Now that I am officially a Google Summer of Code mentor for KDE's participation, it was more than time to get my KDE4 install up to date. Meanwhile, Jos' Strigi toolkit is well integrated already, and Jerome has updated the chemical kfile plugins to the new Strigi based architecture.
I was talking to Phreedom on IRC about ontologies used by Strigi, and added one for chemistry. It currently has the fields chemistry.inchi, chemistry.molecular_formula, chemistry.molecular_weight, chemistry.pdbid, and chemistry.xray_resolution, but more are expected to be added. I already updated kfile_chemical to make use of these fields, and updated it for a few fields from the more generic ontologies in Strigi.
Extracted metadata
Strigi currently focusses on metadata only, as do the kfile_chemical plugins: they extract metadata from the file, and do not generally create metadata based on the file (actually, Strigi calculates sha1 hashes). These are typically fields like molecular formula, title, X-Ray resolution (in case of PDB files), identifiers (e.g. InChI, PDB id), etc. However, there can be a lot more interesting information in those files, which require some more tought. For example, PDB files cite one or more publications, which might be present at ones hard disk too. The idea is here, that Strigi actually links the PDF with the publication and the PDB file. This is where Nepomuk comes in, and where Strigi is currently disabled. Similarly, any general organic chemistry publication will mention many molecules, each of which might have other publications discussing them, or even have 3D coordinates or other properties defined.
Created metadata
Another interesting thing one can do for chemical documents, is calculate metadata: for example, calculate InChI's for mol/xyz/hin/... files, using OpenBabel. Or Rule-of-Five properties, e.g. using the CDK. This is where the GSoC project comes in which I am mentoring, and on which Alexandr (a former CUBIC student) is going to work.
Oh, and like most desktop search tools, it can simply work on your HTML cache too, so that all these cool things will work on the webpages you search too. That should trigger some more ideas :) It does for me at least.
2 comments:
I can say that if the performance of Strigi and Apple's Spotlight for indexing is at all similar, using Open Babel is quite fast.
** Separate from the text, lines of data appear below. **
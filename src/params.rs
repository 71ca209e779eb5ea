//! Method parameter extraction.
//!
//! Reads `@PathVariable` and `@RequestParam` bindings out of the textual
//! signature that follows a route annotation.

use std::collections::BTreeMap;
use std::sync::OnceLock;

use regex::Regex;
use serde::{Deserialize, Serialize};

/// A declared Java type: qualified name, optional generic arguments and
/// array brackets.
const TYPE_PATTERN: &str = r"[\w.$]+(?:\s*<[^()]*?>)?(?:\s*\[\s*\])*";

/// Zero or more annotations (`@NotNull`, `@Valid(...)`) preceding the type.
const NESTED_ANNOTATIONS: &str = r"(?:@[\w.]+(?:\s*\([^)]*\))?\s+)*";

fn path_variable_re() -> &'static Regex {
    static RE: OnceLock<Regex> = OnceLock::new();
    RE.get_or_init(|| {
        Regex::new(&format!(
            r"@PathVariable\b(?:\s*\(([^)]*)\))?\s+{NESTED_ANNOTATIONS}(?:final\s+)?({TYPE_PATTERN})\s+(\w+)"
        ))
        .expect("path variable pattern is valid")
    })
}

fn request_param_re() -> &'static Regex {
    static RE: OnceLock<Regex> = OnceLock::new();
    RE.get_or_init(|| {
        Regex::new(&format!(
            r"@RequestParam\b(?:\s*\(([^)]*)\))?\s+{NESTED_ANNOTATIONS}(?:final\s+)?({TYPE_PATTERN})\s+(\w+)"
        ))
        .expect("request param pattern is valid")
    })
}

fn positional_alias_re() -> &'static Regex {
    static RE: OnceLock<Regex> = OnceLock::new();
    RE.get_or_init(|| Regex::new(r#"^\s*"([^"]*)"\s*$"#).expect("alias pattern is valid"))
}

fn name_alias_re() -> &'static Regex {
    static RE: OnceLock<Regex> = OnceLock::new();
    RE.get_or_init(|| Regex::new(r#"\bname\s*=\s*"([^"]*)""#).expect("alias pattern is valid"))
}

fn value_alias_re() -> &'static Regex {
    static RE: OnceLock<Regex> = OnceLock::new();
    RE.get_or_init(|| Regex::new(r#"\bvalue\s*=\s*"([^"]*)""#).expect("alias pattern is valid"))
}

fn access_modifier_re() -> &'static Regex {
    static RE: OnceLock<Regex> = OnceLock::new();
    RE.get_or_init(|| {
        Regex::new(r"\b(?:public|private|protected)\b").expect("modifier pattern is valid")
    })
}

/// A `@PathVariable` binding.
#[derive(Debug, Clone, PartialEq, Eq, Serialize, Deserialize)]
pub struct PathVariableBinding {
    /// Alias from the annotation, else the bound identifier. Never empty.
    pub name: String,
    pub declared_type: Option<String>,
}

/// A `@RequestParam` binding.
#[derive(Debug, Clone, PartialEq, Eq, Serialize, Deserialize)]
pub struct QueryParameterBinding {
    pub effective_name: String,
    pub declared_type: String,
}

/// Parameters bound by one method signature.
#[derive(Debug, Clone, Default, PartialEq, Eq, Serialize, Deserialize)]
pub struct MethodParameters {
    /// In declaration order.
    pub path_variables: Vec<PathVariableBinding>,

    /// One entry per effective name, sorted by name. A later declaration
    /// with the same name replaces an earlier one.
    pub query_parameters: Vec<QueryParameterBinding>,
}

impl MethodParameters {
    /// Declared type of the path variable bound to `name`, if any.
    pub fn path_variable_type(&self, name: &str) -> Option<&str> {
        self.path_variables
            .iter()
            .rev()
            .find(|binding| binding.name == name)
            .and_then(|binding| binding.declared_type.as_deref())
    }
}

/// Resolve an alias from annotation arguments: a lone positional literal,
/// then `name = "..."`, then `value = "..."`. Empty literals do not count.
fn annotation_alias(args: &str) -> Option<String> {
    [positional_alias_re(), name_alias_re(), value_alias_re()]
        .into_iter()
        .filter_map(|re| re.captures(args).and_then(|caps| caps.get(1)))
        .map(|m| m.as_str().trim())
        .find(|alias| !alias.is_empty())
        .map(str::to_string)
}

/// Extract path-variable and query-parameter bindings from a signature span.
pub fn extract_parameters(signature: &str) -> MethodParameters {
    let path_variables = path_variable_re()
        .captures_iter(signature)
        .filter_map(|caps| {
            let declared = caps.get(2)?.as_str();
            let ident = caps.get(3)?.as_str();
            let alias = caps.get(1).and_then(|args| annotation_alias(args.as_str()));
            Some(PathVariableBinding {
                name: alias.unwrap_or_else(|| ident.to_string()),
                declared_type: Some(declared.to_string()),
            })
        })
        .collect();

    let mut query: BTreeMap<String, String> = BTreeMap::new();
    for caps in request_param_re().captures_iter(signature) {
        let (Some(declared), Some(ident)) = (caps.get(2), caps.get(3)) else {
            continue;
        };
        let name = caps
            .get(1)
            .and_then(|args| annotation_alias(args.as_str()))
            .unwrap_or_else(|| ident.as_str().to_string());
        query.insert(name, declared.as_str().to_string());
    }

    MethodParameters {
        path_variables,
        query_parameters: query
            .into_iter()
            .map(|(effective_name, declared_type)| QueryParameterBinding {
                effective_name,
                declared_type,
            })
            .collect(),
    }
}

/// Collect the signature text that follows a route annotation.
///
/// Lines are accumulated from `start` until an access modifier has been seen
/// and a line at or after it contains `{`. Reaching the end of the document
/// first returns whatever was accumulated.
pub fn signature_span<S: AsRef<str>>(lines: &[S], start: usize) -> String {
    let mut span: Vec<&str> = Vec::new();
    let mut modifier_seen = false;

    for line in lines.iter().skip(start) {
        let line = line.as_ref();
        span.push(line);

        if !modifier_seen && access_modifier_re().is_match(line) {
            modifier_seen = true;
        }
        if modifier_seen && line.contains('{') {
            break;
        }
    }

    span.join("\n")
}

#[cfg(test)]
mod tests {
    use super::*;

    fn names(params: &MethodParameters) -> Vec<(&str, &str)> {
        params
            .query_parameters
            .iter()
            .map(|q| (q.effective_name.as_str(), q.declared_type.as_str()))
            .collect()
    }

    #[test]
    fn test_path_variable_identifier_and_alias() {
        let params = extract_parameters(
            r#"public String get(@PathVariable Long userId, @PathVariable("cid") java.util.UUID commentId) {"#,
        );
        assert_eq!(
            params.path_variables,
            vec![
                PathVariableBinding {
                    name: "userId".into(),
                    declared_type: Some("Long".into())
                },
                PathVariableBinding {
                    name: "cid".into(),
                    declared_type: Some("java.util.UUID".into())
                },
            ]
        );
        assert_eq!(params.path_variable_type("cid"), Some("java.util.UUID"));
        assert_eq!(params.path_variable_type("missing"), None);
    }

    #[test]
    fn test_path_variable_keyed_alias_and_modifiers() {
        let params = extract_parameters(r#"public void x(@PathVariable final Long id) {"#);
        assert_eq!(params.path_variables[0].name, "id");
        assert_eq!(params.path_variables[0].declared_type.as_deref(), Some("Long"));

        let params =
            extract_parameters(r#"public void x(@PathVariable(value = "id") @NotNull final Integer key) {"#);
        assert_eq!(params.path_variables[0].name, "id");
        assert_eq!(params.path_variables[0].declared_type.as_deref(), Some("Integer"));
    }

    #[test]
    fn test_query_alias_precedence() {
        let params = extract_parameters(
            r#"public List<Film> search(@RequestParam("q") String search, @RequestParam Integer page,
                   @RequestParam(name = "sz", value = "ignored") int size,
                   @RequestParam(value = "sort", required = false) String order) {"#,
        );
        assert_eq!(
            names(&params),
            [
                ("page", "Integer"),
                ("q", "String"),
                ("sort", "String"),
                ("sz", "int")
            ]
        );
    }

    #[test]
    fn test_query_nested_annotations_tolerated() {
        let params = extract_parameters(
            r#"public void x(@RequestParam @Min(1) @Max(value = 10) Long limit, @RequestParam Map<String, List<Long>> filters) {"#,
        );
        assert_eq!(
            names(&params),
            [("filters", "Map<String, List<Long>>"), ("limit", "Long")]
        );
    }

    #[test]
    fn test_query_duplicate_names_last_wins() {
        let params = extract_parameters(
            r#"public void x(@RequestParam("id") Long a, @RequestParam(name = "id") Boolean b) {"#,
        );
        assert_eq!(names(&params), [("id", "Boolean")]);
    }

    #[test]
    fn test_no_bindings() {
        let params = extract_parameters("public String home(Model model) {");
        assert_eq!(params, MethodParameters::default());
        assert_eq!(extract_parameters(""), MethodParameters::default());
    }

    #[test]
    fn test_signature_span_multiline() {
        let lines = [
            "    @GetMapping(\"/{id}\")",
            "    @ResponseBody",
            "    public Film get(",
            "            @PathVariable Long id)",
            "    {",
            "        return null;",
            "    }",
        ];
        let span = signature_span(&lines, 0);
        assert_eq!(span, lines[..5].join("\n"));
    }

    #[test]
    fn test_signature_span_brace_before_modifier_ignored() {
        let lines = ["@PostMapping(value={\"/a\",\"/b\"})", "public void x() {", "}"];
        assert_eq!(signature_span(&lines, 0), lines[..2].join("\n"));
    }

    #[test]
    fn test_signature_span_runs_to_end() {
        let lines = ["@GetMapping", "String noModifier() {", "}"];
        assert_eq!(signature_span(&lines, 0), lines.join("\n"));
        assert_eq!(signature_span(&lines, 7), "");
    }
}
The real trick is debugging. I've found all sorts of bugs, both in the ChemSpotlight indexing code and in Open Babel from indexing a huge pile of files. It's one thing when you index a folder of PubChem files. It's another when you index your whole drive which has all sorts of strange things. :-)
I also know that many people have liked having residue sequences for PDB and Mol2 files.
So there's plenty to brainstorm!
Strigi comes with a few command line tools, which make debugging quite easy. Look for the xmlindexer.
About those sequence... so you suggest to put them in as one word? And use a substring match?